//! Error types for configuration, persistence and device dispatch.

use thiserror::Error;

use crate::grid::GridSize;

#[derive(Debug, Error)]
pub enum ConfigError {
    #[error("grid {width}x{height} must be at least 8x8 and a multiple of the 8-cell dispatch tile")]
    GridSize { width: usize, height: usize },
    #[error("over-relaxation {0} outside [1, 1.99]")]
    OverRelaxation(f32),
    #[error("pressure relaxation {0} outside [0, 1]")]
    PressureRelaxation(f32),
    #[error("{name} must be at least 1")]
    ZeroCount { name: &'static str },
    #[error("{name} = {value} must be finite and positive")]
    NotPositive { name: &'static str, value: f32 },
    #[error("{name} = {value} must be finite and non-negative")]
    Negative { name: &'static str, value: f32 },
    #[error("failed to read config: {0}")]
    Io(#[from] std::io::Error),
    #[error("failed to parse config: {0}")]
    Parse(#[from] serde_json::Error),
}

#[derive(Debug, Error)]
pub enum PersistenceError {
    #[error("domain file I/O failed: {0}")]
    Io(#[from] std::io::Error),
    #[error("domain data is not valid JSON: {0}")]
    Json(#[from] serde_json::Error),
    #[error("domain has {actual} cells, session grid needs {expected}")]
    SizeMismatch { expected: usize, actual: usize },
    #[error("domain cell {index} has mask value {value}, expected 0 or 1")]
    InvalidMask { index: usize, value: i32 },
    #[error("domain cell ({i}, {j}) on the outer ring is fluid")]
    OpenBoundary { i: usize, j: usize },
}

#[derive(Debug, Error)]
pub enum DeviceError {
    #[error("device grid {actual:?} does not match session grid {expected:?}")]
    GridMismatch { expected: GridSize, actual: GridSize },
    #[error("field upload has {actual} cells, device holds {expected}")]
    UploadSize { expected: usize, actual: usize },
    #[error("compute device failure: {0}")]
    Backend(String),
}

/// Umbrella error for session-level operations.
#[derive(Debug, Error)]
pub enum SimError {
    #[error(transparent)]
    Config(#[from] ConfigError),
    #[error(transparent)]
    Persistence(#[from] PersistenceError),
    #[error(transparent)]
    Device(#[from] DeviceError),
}

pub type Result<T, E = SimError> = std::result::Result<T, E>;
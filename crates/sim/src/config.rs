//! Session configuration, loadable from JSON.

use std::path::Path;

use serde::{Deserialize, Serialize};

use crate::error::ConfigError;
use crate::grid::{GridSize, TILE_SIZE};
use crate::stepper::TickParams;

/// Visualisation parameters. None of these affect the simulation.
#[derive(Clone, Debug, PartialEq, Serialize, Deserialize)]
#[serde(default)]
pub struct RenderSettings {
    /// Renderer colour mode (number keys in the interactive front end).
    pub mode: u32,
    /// When false the renderer receives a zero reference speed.
    pub velocity_enabled: bool,
    pub gradient_tightness: f32,
    pub gradient_range_mult: f32,
}

impl Default for RenderSettings {
    fn default() -> Self {
        Self {
            mode: 1,
            velocity_enabled: true,
            gradient_tightness: 1.0,
            gradient_range_mult: 1.0,
        }
    }
}

#[derive(Clone, Debug, PartialEq, Serialize, Deserialize)]
#[serde(default)]
pub struct SimConfig {
    pub width: usize,
    pub height: usize,
    /// SOR factor for the projector, `[1, 1.99]`.
    pub over_relaxation: f32,
    /// Per-tick pressure damping factor, `[0, 1]`.
    pub pressure_relaxation: f32,
    /// Ticks per frame.
    pub substeps: u32,
    /// Relaxation sweeps per tick.
    pub projection_iterations: u32,
    /// Kinematic viscosity.
    pub viscosity: f32,
    /// Grid spacing `h`.
    pub cell_size: f32,
    /// Frame time split across `substeps` ticks.
    pub frame_dt: f32,
    /// Tick length for single stepping.
    pub single_step_dt: f32,
    pub drag_radius: f32,
    pub paint_radius: f32,
    pub autoplay: bool,
    pub render: RenderSettings,
}

impl Default for SimConfig {
    fn default() -> Self {
        Self {
            width: 256,
            height: 256,
            over_relaxation: 1.8,
            pressure_relaxation: 0.99,
            substeps: 10,
            projection_iterations: 10,
            viscosity: 0.5,
            cell_size: 0.1,
            frame_dt: 0.02,
            single_step_dt: 0.001,
            drag_radius: 5.0,
            paint_radius: 5.0,
            autoplay: true,
            render: RenderSettings::default(),
        }
    }
}

impl SimConfig {
    pub fn grid(&self) -> GridSize {
        GridSize::new(self.width, self.height)
    }

    pub fn tick_params(&self) -> TickParams {
        TickParams {
            pressure_relaxation: self.pressure_relaxation,
            over_relaxation: self.over_relaxation,
            projection_iterations: self.projection_iterations,
            viscosity: self.viscosity,
            cell_size: self.cell_size,
        }
    }

    /// Tick length used by [`crate::Session::advance_frame`].
    pub fn substep_dt(&self) -> f32 {
        self.frame_dt / self.substeps.max(1) as f32
    }

    pub fn validate(&self) -> Result<(), ConfigError> {
        let tiled = |n: usize| n >= TILE_SIZE && n % TILE_SIZE == 0;
        if !tiled(self.width) || !tiled(self.height) {
            return Err(ConfigError::GridSize {
                width: self.width,
                height: self.height,
            });
        }
        if !(1.0..=1.99).contains(&self.over_relaxation) {
            return Err(ConfigError::OverRelaxation(self.over_relaxation));
        }
        if !(0.0..=1.0).contains(&self.pressure_relaxation) {
            return Err(ConfigError::PressureRelaxation(self.pressure_relaxation));
        }
        if self.substeps == 0 {
            return Err(ConfigError::ZeroCount { name: "substeps" });
        }
        for (name, value) in [
            ("cell_size", self.cell_size),
            ("frame_dt", self.frame_dt),
            ("single_step_dt", self.single_step_dt),
        ] {
            if !value.is_finite() || value <= 0.0 {
                return Err(ConfigError::NotPositive { name, value });
            }
        }
        for (name, value) in [
            ("viscosity", self.viscosity),
            ("drag_radius", self.drag_radius),
            ("paint_radius", self.paint_radius),
        ] {
            if !value.is_finite() || value < 0.0 {
                return Err(ConfigError::Negative { name, value });
            }
        }
        let diffusion = self.diffusion_number();
        if diffusion > 0.25 {
            log::warn!(
                "explicit diffusion may blow up: viscosity * dt / h^2 = {:.3} exceeds 0.25",
                diffusion
            );
        }
        Ok(())
    }

    /// `viscosity * dt / h^2` for the longer of the substep and single-step dt.
    pub fn diffusion_number(&self) -> f32 {
        let dt = self.substep_dt().max(self.single_step_dt);
        self.viscosity * dt / (self.cell_size * self.cell_size)
    }

    pub fn from_json_str(json: &str) -> Result<Self, ConfigError> {
        let config: Self = serde_json::from_str(json)?;
        config.validate()?;
        Ok(config)
    }

    pub fn load_json(path: &Path) -> Result<Self, ConfigError> {
        let json = std::fs::read_to_string(path)?;
        Self::from_json_str(&json)
    }

    pub fn to_json_pretty(&self) -> Result<String, ConfigError> {
        Ok(serde_json::to_string_pretty(self)?)
    }
}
◆ ◆ ◆
## WORK INSTRUCTIONS
Give again each line shown above, keeping every word as it is.

## RESPONSE AREA
//! Error types for configuration, persistence and device dispatch.

use thiserror::Error;

use crate::grid::GridSize;

#[derive(Debug, Error)]
pub enum ConfigError {
    #[error("grid {width}x{height} must be at least 8x8 and a multiple of the 8-cell dispatch tile")]
    GridSize { width: usize, height: usize },
    #[error("over-relaxation {0} outside [1, 1.99]")]
    OverRelaxation(f32),
    #[error("pressure relaxation {0} outside [0, 1]")]
    PressureRelaxation(f32),
    #[error("{name} must be at least 1")]
    ZeroCount { name: &'static str },
    #[error("{name} = {value} must be finite and positive")]
    NotPositive { name: &'static str, value: f32 },
    #[error("{name} = {value} must be finite and non-negative")]
    Negative { name: &'static str, value: f32 },
    #[error("failed to read config: {0}")]
    Io(#[from] std::io::Error),
    #[error("failed to parse config: {0}")]
    Parse(#[from] serde_json::Error),
}

#[derive(Debug, Error)]
pub enum PersistenceError {
    #[error("domain file I/O failed: {0}")]
    Io(#[from] std::io::Error),
    #[error("domain data is not valid JSON: {0}")]
    Json(#[from] serde_json::Error),
    #[error("domain has {actual} cells, session grid needs {expected}")]
    SizeMismatch { expected: usize, actual: usize },
    #[error("domain cell {index} has mask value {value}, expected 0 or 1")]
    InvalidMask { index: usize, value: i32 },
    #[error("domain cell ({i}, {j}) on the outer ring is fluid")]
    OpenBoundary { i: usize, j: usize },
}

#[derive(Debug, Error)]
pub enum DeviceError {
    #[error("device grid {actual:?} does not match session grid {expected:?}")]
    GridMismatch { expected: GridSize, actual: GridSize },
    #[error("field upload has {actual} cells, device holds {expected}")]
    UploadSize { expected: usize, actual: usize },
    #[error("compute device failure: {0}")]
    Backend(String),
}

/// Umbrella error for session-level operations.
#[derive(Debug, Error)]
pub enum SimError {
    #[error(transparent)]
    Config(#[from] ConfigError),
    #[error(transparent)]
    Persistence(#[from] PersistenceError),
    #[error(transparent)]
    Device(#[from] DeviceError),
}

pub type Result<T, E = SimError> = std::result::Result<T, E>;
filename crates/sim/src/config.rs
//! Session configuration, loadable from JSON.

use std::path::Path;

use serde::{Deserialize, Serialize};

use crate::error::ConfigError;
use crate::grid::{GridSize, TILE_SIZE};
use crate::stepper::TickParams;

/// Visualisation parameters. None of these affect the simulation.
#[derive(Clone, Debug, PartialEq, Serialize, Deserialize)]
#[serde(default)]
pub struct RenderSettings {
    /// Renderer colour mode (number keys in the interactive front end).
    pub mode: u32,
    /// When false the renderer receives a zero reference speed.
    pub velocity_enabled: bool,
    pub gradient_tightness: f32,
    pub gradient_range_mult: f32,
}

impl Default for RenderSettings {
    fn default() -> Self {
        Self {
            mode: 1,
            velocity_enabled: true,
            gradient_tightness: 1.0,
            gradient_range_mult: 1.0,
        }
    }
}

#[derive(Clone, Debug, PartialEq, Serialize, Deserialize)]
#[serde(default)]
pub struct SimConfig {
    pub width: usize,
    pub height: usize,
    /// SOR factor for the projector, `[1, 1.99]`.
    pub over_relaxation: f32,
    /// Per-tick pressure damping factor, `[0, 1]`.
    pub pressure_relaxation: f32,
    /// Ticks per frame.
    pub substeps: u32,
    /// Relaxation sweeps per tick.
    pub projection_iterations: u32,
    /// Kinematic viscosity.
    pub viscosity: f32,
    /// Grid spacing `h`.
    pub cell_size: f32,
    /// Frame time split across `substeps` ticks.
    pub frame_dt: f32,
    /// Tick length for single stepping.
    pub single_step_dt: f32,
    pub drag_radius: f32,
    pub paint_radius: f32,
    pub autoplay: bool,
    pub render: RenderSettings,
}

impl Default for SimConfig {
    fn default() -> Self {
        Self {
            width: 256,
            height: 256,
            over_relaxation: 1.8,
            pressure_relaxation: 0.99,
            substeps: 10,
            projection_iterations: 10,
            viscosity: 0.5,
            cell_size: 0.1,
            frame_dt: 0.02,
            single_step_dt: 0.001,
            drag_radius: 5.0,
            paint_radius: 5.0,
            autoplay: true,
            render: RenderSettings::default(),
        }
    }
}

impl SimConfig {
    pub fn grid(&self) -> GridSize {
        GridSize::new(self.width, self.height)
    }

    pub fn tick_params(&self) -> TickParams {
        TickParams {
            pressure_relaxation: self.pressure_relaxation,
            over_relaxation: self.over_relaxation,
            projection_iterations: self.projection_iterations,
            viscosity: self.viscosity,
            cell_size: self.cell_size,
        }
    }

    /// Tick length used by [`crate::Session::advance_frame`].
    pub fn substep_dt(&self) -> f32 {
        self.frame_dt / self.substeps.max(1) as f32
    }

    pub fn validate(&self) -> Result<(), ConfigError> {
        let tiled = |n: usize| n >= TILE_SIZE && n % TILE_SIZE == 0;
        if !tiled(self.width) || !tiled(self.height) {
            return Err(ConfigError::GridSize {
                width: self.width,
                height: self.height,
            });
        }
        if !(1.0..=1.99).contains(&self.over_relaxation) {
            return Err(ConfigError::OverRelaxation(self.over_relaxation));
        }
        if !(0.0..=1.0).contains(&self.pressure_relaxation) {
            return Err(ConfigError::PressureRelaxation(self.pressure_relaxation));
        }
        if self.substeps == 0 {
            return Err(ConfigError::ZeroCount { name: "substeps" });
        }
        for (name, value) in [
            ("cell_size", self.cell_size),
            ("frame_dt", self.frame_dt),
            ("single_step_dt", self.single_step_dt),
        ] {
            if !value.is_finite() || value <= 0.0 {
                return Err(ConfigError::NotPositive { name, value });
            }
        }
        for (name, value) in [
            ("viscosity", self.viscosity),
            ("drag_radius", self.drag_radius),
            ("paint_radius", self.paint_radius),
        ] {
            if !value.is_finite() || value < 0.0 {
                return Err(ConfigError::Negative { name, value });
            }
        }
        let diffusion = self.diffusion_number();
        if diffusion > 0.25 {
            log::warn!(
                "explicit diffusion may blow up: viscosity * dt / h^2 = {:.3} exceeds 0.25",
                diffusion
            );
        }
        Ok(())
    }

    /// `viscosity * dt / h^2` for the longer of the substep and single-step dt.
    pub fn diffusion_number(&self) -> f32 {
        let dt = self.substep_dt().max(self.single_step_dt);
        self.viscosity * dt / (self.cell_size * self.cell_size)
    }

    pub fn from_json_str(json: &str) -> Result<Self, ConfigError> {
        let config: Self = serde_json::from_str(json)?;
        config.validate()?;
        Ok(config)
    }

    pub fn load_json(path: &Path) -> Result<Self, ConfigError> {
        let json = std::fs::read_to_string(path)?;
        Self::from_json_str(&json)
    }

    pub fn to_json_pretty(&self) -> Result<String, ConfigError> {
        Ok(serde_json::to_string_pretty(self)?)
    }
}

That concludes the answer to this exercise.